Records shown:
•••

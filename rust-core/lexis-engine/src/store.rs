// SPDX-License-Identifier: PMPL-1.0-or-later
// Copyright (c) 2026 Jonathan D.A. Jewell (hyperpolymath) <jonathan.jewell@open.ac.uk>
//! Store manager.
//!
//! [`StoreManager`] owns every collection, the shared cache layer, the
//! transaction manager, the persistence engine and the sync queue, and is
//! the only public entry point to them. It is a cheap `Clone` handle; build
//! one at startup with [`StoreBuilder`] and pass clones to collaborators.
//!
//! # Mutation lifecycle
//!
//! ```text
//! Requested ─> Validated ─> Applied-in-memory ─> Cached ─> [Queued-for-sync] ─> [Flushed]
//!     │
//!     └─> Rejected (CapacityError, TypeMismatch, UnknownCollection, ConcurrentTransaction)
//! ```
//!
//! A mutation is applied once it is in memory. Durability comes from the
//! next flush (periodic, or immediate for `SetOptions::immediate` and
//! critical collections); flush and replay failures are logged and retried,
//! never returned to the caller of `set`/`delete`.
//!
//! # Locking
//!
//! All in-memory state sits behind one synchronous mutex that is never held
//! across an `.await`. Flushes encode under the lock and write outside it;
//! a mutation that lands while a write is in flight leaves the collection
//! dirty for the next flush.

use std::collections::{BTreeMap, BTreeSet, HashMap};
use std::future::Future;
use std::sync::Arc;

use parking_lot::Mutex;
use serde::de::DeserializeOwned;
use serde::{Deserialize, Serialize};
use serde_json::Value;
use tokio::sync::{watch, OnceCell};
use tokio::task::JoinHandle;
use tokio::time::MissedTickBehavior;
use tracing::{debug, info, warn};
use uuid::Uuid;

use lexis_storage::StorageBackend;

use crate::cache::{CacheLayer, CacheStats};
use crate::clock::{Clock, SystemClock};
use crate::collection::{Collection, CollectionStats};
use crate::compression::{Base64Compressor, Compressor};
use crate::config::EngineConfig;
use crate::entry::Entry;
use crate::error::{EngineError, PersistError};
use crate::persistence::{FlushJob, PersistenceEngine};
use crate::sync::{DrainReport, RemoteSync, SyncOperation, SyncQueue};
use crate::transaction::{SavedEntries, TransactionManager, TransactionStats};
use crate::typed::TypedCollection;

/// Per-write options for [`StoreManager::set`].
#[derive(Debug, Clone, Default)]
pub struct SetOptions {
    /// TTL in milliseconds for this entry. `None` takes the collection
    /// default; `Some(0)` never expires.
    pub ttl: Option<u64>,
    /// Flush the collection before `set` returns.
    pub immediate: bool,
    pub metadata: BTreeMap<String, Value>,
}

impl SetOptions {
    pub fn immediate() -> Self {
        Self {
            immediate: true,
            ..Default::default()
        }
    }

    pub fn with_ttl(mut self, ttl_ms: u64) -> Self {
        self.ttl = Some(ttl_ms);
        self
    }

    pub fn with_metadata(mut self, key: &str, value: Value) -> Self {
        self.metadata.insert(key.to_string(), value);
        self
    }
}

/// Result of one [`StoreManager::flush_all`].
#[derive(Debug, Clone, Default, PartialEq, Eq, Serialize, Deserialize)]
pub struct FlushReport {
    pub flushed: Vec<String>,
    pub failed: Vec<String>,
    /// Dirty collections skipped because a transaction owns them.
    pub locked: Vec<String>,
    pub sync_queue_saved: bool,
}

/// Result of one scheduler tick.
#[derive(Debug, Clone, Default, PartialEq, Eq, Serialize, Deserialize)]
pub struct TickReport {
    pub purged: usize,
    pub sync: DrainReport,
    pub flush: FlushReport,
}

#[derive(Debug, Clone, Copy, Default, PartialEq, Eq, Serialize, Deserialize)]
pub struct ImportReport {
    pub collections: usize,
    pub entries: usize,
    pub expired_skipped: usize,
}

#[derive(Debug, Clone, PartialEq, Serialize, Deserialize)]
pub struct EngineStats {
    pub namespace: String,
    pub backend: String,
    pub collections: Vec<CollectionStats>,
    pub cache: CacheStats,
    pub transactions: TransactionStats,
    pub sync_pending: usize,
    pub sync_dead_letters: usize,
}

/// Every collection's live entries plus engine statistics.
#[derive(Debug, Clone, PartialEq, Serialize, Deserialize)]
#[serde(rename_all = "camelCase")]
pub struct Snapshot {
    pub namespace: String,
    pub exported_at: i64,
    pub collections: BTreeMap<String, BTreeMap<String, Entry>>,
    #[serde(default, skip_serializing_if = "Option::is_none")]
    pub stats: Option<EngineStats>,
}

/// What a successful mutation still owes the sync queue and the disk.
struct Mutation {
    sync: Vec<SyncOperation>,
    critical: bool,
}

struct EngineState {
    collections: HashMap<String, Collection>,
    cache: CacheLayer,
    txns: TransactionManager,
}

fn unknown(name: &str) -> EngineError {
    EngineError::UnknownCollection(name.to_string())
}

•••

Mind each word and retype the entire listing above.

filename rust-core/lexis-engine/src/store.rs
// SPDX-License-Identifier: PMPL-1.0-or-later
// Copyright (c) 2026 Jonathan D.A. Jewell (hyperpolymath) <jonathan.jewell@open.ac.uk>
//! Store manager.
//!
//! [`StoreManager`] owns every collection, the shared cache layer, the
//! transaction manager, the persistence engine and the sync queue, and is
//! the only public entry point to them. It is a cheap `Clone` handle; build
//! one at startup with [`StoreBuilder`] and pass clones to collaborators.
//!
//! # Mutation lifecycle
//!
//! ```text
//! Requested ─> Validated ─> Applied-in-memory ─> Cached ─> [Queued-for-sync] ─> [Flushed]
//!     │
//!     └─> Rejected (CapacityError, TypeMismatch, UnknownCollection, ConcurrentTransaction)
//! ```
//!
//! A mutation is applied once it is in memory. Durability comes from the
//! next flush (periodic, or immediate for `SetOptions::immediate` and
//! critical collections); flush and replay failures are logged and retried,
//! never returned to the caller of `set`/`delete`.
//!
//! # Locking
//!
//! All in-memory state sits behind one synchronous mutex that is never held
//! across an `.await`. Flushes encode under the lock and write outside it;
//! a mutation that lands while a write is in flight leaves the collection
//! dirty for the next flush.

use std::collections::{BTreeMap, BTreeSet, HashMap};
use std::future::Future;
use std::sync::Arc;

use parking_lot::Mutex;
use serde::de::DeserializeOwned;
use serde::{Deserialize, Serialize};
use serde_json::Value;
use tokio::sync::{watch, OnceCell};
use tokio::task::JoinHandle;
use tokio::time::MissedTickBehavior;
use tracing::{debug, info, warn};
use uuid::Uuid;

use lexis_storage::StorageBackend;

use crate::cache::{CacheLayer, CacheStats};
use crate::clock::{Clock, SystemClock};
use crate::collection::{Collection, CollectionStats};
use crate::compression::{Base64Compressor, Compressor};
use crate::config::EngineConfig;
use crate::entry::Entry;
use crate::error::{EngineError, PersistError};
use crate::persistence::{FlushJob, PersistenceEngine};
use crate::sync::{DrainReport, RemoteSync, SyncOperation, SyncQueue};
use crate::transaction::{SavedEntries, TransactionManager, TransactionStats};
use crate::typed::TypedCollection;

/// Per-write options for [`StoreManager::set`].
#[derive(Debug, Clone, Default)]
pub struct SetOptions {
    /// TTL in milliseconds for this entry. `None` takes the collection
    /// default; `Some(0)` never expires.
    pub ttl: Option<u64>,
    /// Flush the collection before `set` returns.
    pub immediate: bool,
    pub metadata: BTreeMap<String, Value>,
}

impl SetOptions {
    pub fn immediate() -> Self {
        Self {
            immediate: true,
            ..Default::default()
        }
    }

    pub fn with_ttl(mut self, ttl_ms: u64) -> Self {
        self.ttl = Some(ttl_ms);
        self
    }

    pub fn with_metadata(mut self, key: &str, value: Value) -> Self {
        self.metadata.insert(key.to_string(), value);
        self
    }
}

/// Result of one [`StoreManager::flush_all`].
#[derive(Debug, Clone, Default, PartialEq, Eq, Serialize, Deserialize)]
pub struct FlushReport {
    pub flushed: Vec<String>,
    pub failed: Vec<String>,
    /// Dirty collections skipped because a transaction owns them.
    pub locked: Vec<String>,
    pub sync_queue_saved: bool,
}

/// Result of one scheduler tick.
#[derive(Debug, Clone, Default, PartialEq, Eq, Serialize, Deserialize)]
pub struct TickReport {
    pub purged: usize,
    pub sync: DrainReport,
    pub flush: FlushReport,
}

#[derive(Debug, Clone, Copy, Default, PartialEq, Eq, Serialize, Deserialize)]
pub struct ImportReport {
    pub collections: usize,
    pub entries: usize,
    pub expired_skipped: usize,
}

#[derive(Debug, Clone, PartialEq, Serialize, Deserialize)]
pub struct EngineStats {
    pub namespace: String,
    pub backend: String,
    pub collections: Vec<CollectionStats>,
    pub cache: CacheStats,
    pub transactions: TransactionStats,
    pub sync_pending: usize,
    pub sync_dead_letters: usize,
}

/// Every collection's live entries plus engine statistics.
#[derive(Debug, Clone, PartialEq, Serialize, Deserialize)]
#[serde(rename_all = "camelCase")]
pub struct Snapshot {
    pub namespace: String,
    pub exported_at: i64,
    pub collections: BTreeMap<String, BTreeMap<String, Entry>>,
    #[serde(default, skip_serializing_if = "Option::is_none")]
    pub stats: Option<EngineStats>,
}

/// What a successful mutation still owes the sync queue and the disk.
struct Mutation {
    sync: Vec<SyncOperation>,
    critical: bool,
}

struct EngineState {
    collections: HashMap<String, Collection>,
    cache: CacheLayer,
    txns: TransactionManager,
}

fn unknown(name: &str) -> EngineError {
    EngineError::UnknownCollection(name.to_string())
}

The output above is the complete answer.